As for Russia, it is not war, but brinkmanship which is mostly threatening to the European peoples, and I do not only mean this fratricidal confrontation between two portions of a collectively shrinking Western Civilisation; I speak in more prophetic terms. It is important to understand that long after the Americans are absconded from Europe, and NATO relegated to the rust of time, there will remain a handful of Balts and Finns standing between the East Slavs, in their weary hundred millions, and the European seas. At some point, these historically vulnerable peoples will no longer be able to seek their safety in the pretense of being the vanguard of a Western military system; they must rely on their own merits as independent small nations in coping with the realities of their position in the world, a reality which demands prudence, respect, and self-restraint vis-a-vis their greater neighbours.
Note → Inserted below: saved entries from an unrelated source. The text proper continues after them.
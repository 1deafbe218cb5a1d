/// Melodify - command-line music player
use clap::{Parser, Subcommand};
use melodify_catalog::{CatalogClient, CatalogError};
use melodify_cli::{play_queue, print_tracks, AppConfig, PlayOptions, SimulatedDevice};
use melodify_playback::Track;
use std::path::PathBuf;
use std::sync::Arc;
use std::time::Duration;
use tracing_subscriber::{layer::SubscriberExt, util::SubscriberInitExt};

#[derive(Parser)]
#[command(name = "melodify")]
#[command(about = "Search, browse and play tracks from the Melodify catalog", long_about = None)]
struct Cli {
    /// Configuration file path (defaults to ./melodify.toml)
    #[arg(short, long, global = true, env = "MELODIFY_CONFIG")]
    config: Option<PathBuf>,

    #[command(subcommand)]
    command: Commands,
}

#[derive(Subcommand)]
enum Commands {
    /// List the current top tracks
    Chart,
    /// Search tracks by free text
    Search {
        /// Search query
        query: String,
    },
    /// Play search results (or the chart) on the simulated device
    Play {
        /// Search query; plays the chart when omitted
        #[arg(short, long)]
        query: Option<String>,
        /// Index of the first track to play
        #[arg(short, long, default_value_t = 0)]
        start: usize,
        /// Enable smart shuffle
        #[arg(long)]
        shuffle: bool,
        /// Skip to the next track every SECS seconds
        #[arg(long, value_name = "SECS")]
        skip_after: Option<u64>,
        /// Stop after this many tracks
        #[arg(long)]
        tracks: Option<usize>,
    },
}

#[tokio::main]
async fn main() -> anyhow::Result<()> {
    // Initialize tracing
    tracing_subscriber::registry()
        .with(
            tracing_subscriber::EnvFilter::try_from_default_env()
                .unwrap_or_else(|_| "melodify=info,melodify_playback=info".into()),
        )
        .with(tracing_subscriber::fmt::layer().with_writer(std::io::stderr))
        .init();

    let cli = Cli::parse();
    let config = AppConfig::load(cli.config.as_deref())?;
    let catalog = CatalogClient::new(config.catalog_config())?;

    match cli.command {
        Commands::Chart => {
            let tracks = fetch(catalog.top_tracks().await)?;
            print_tracks(&mut std::io::stdout(), &tracks)?;
        }
        Commands::Search { query } => {
            let tracks = fetch(catalog.search_tracks(&query).await)?;
            print_tracks(&mut std::io::stdout(), &tracks)?;
        }
        Commands::Play {
            query,
            start,
            shuffle,
            skip_after,
            tracks,
        } => {
            let queue = fetch(catalog.search_tracks(query.as_deref().unwrap_or("")).await)?;

            let mut playback = config.playback_config();
            playback.shuffle |= shuffle;

            let device = Arc::new(SimulatedDevice::new(
                config.device.track_secs,
                Duration::from_millis(config.device.load_latency_ms),
            ));
            let options = PlayOptions {
                start_index: start,
                skip_after: skip_after.map(Duration::from_secs),
                max_tracks: tracks,
            };

            let interrupt = async {
                // No signal handler means no Ctrl-C; play until the track limit
                if tokio::signal::ctrl_c().await.is_err() {
                    std::future::pending::<()>().await;
                }
            };

            let played = play_queue(
                queue,
                playback,
                device,
                options,
                &mut std::io::stdout(),
                interrupt,
            )
            .await?;
            tracing::info!(played, "Playback finished");
        }
    }

    Ok(())
}

/// Turn a catalog failure into the listener-facing message
fn fetch(result: Result<Vec<Track>, CatalogError>) -> anyhow::Result<Vec<Track>> {
    result.map_err(|e| {
        tracing::warn!(error = %e, "Catalog request failed");
        anyhow::anyhow!(e.user_message())
    })
}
Collective security on the NATO basis is inherently unsustainable, and may only be secure assuming the predominance of a hegemonic interest within the alliance (the Warsaw Pactisation of NATO) or under temporary conditions of real collective crises. The real precursor to NATO was the interwar petite entente system, and that system is worth comparing, at least in its broad outlines, to the one which prevails in Europe today. In one fundamental respect at least, the weakness exists on the conceptual level: their respective unspoken purposes of converting momentary political advantages into permanent geopolitical features at the expense of rival great powers are purposes quickly undone by the passing of time. The thing that holds NATO together today is not the threat of real conflict, but the absence of real conflict.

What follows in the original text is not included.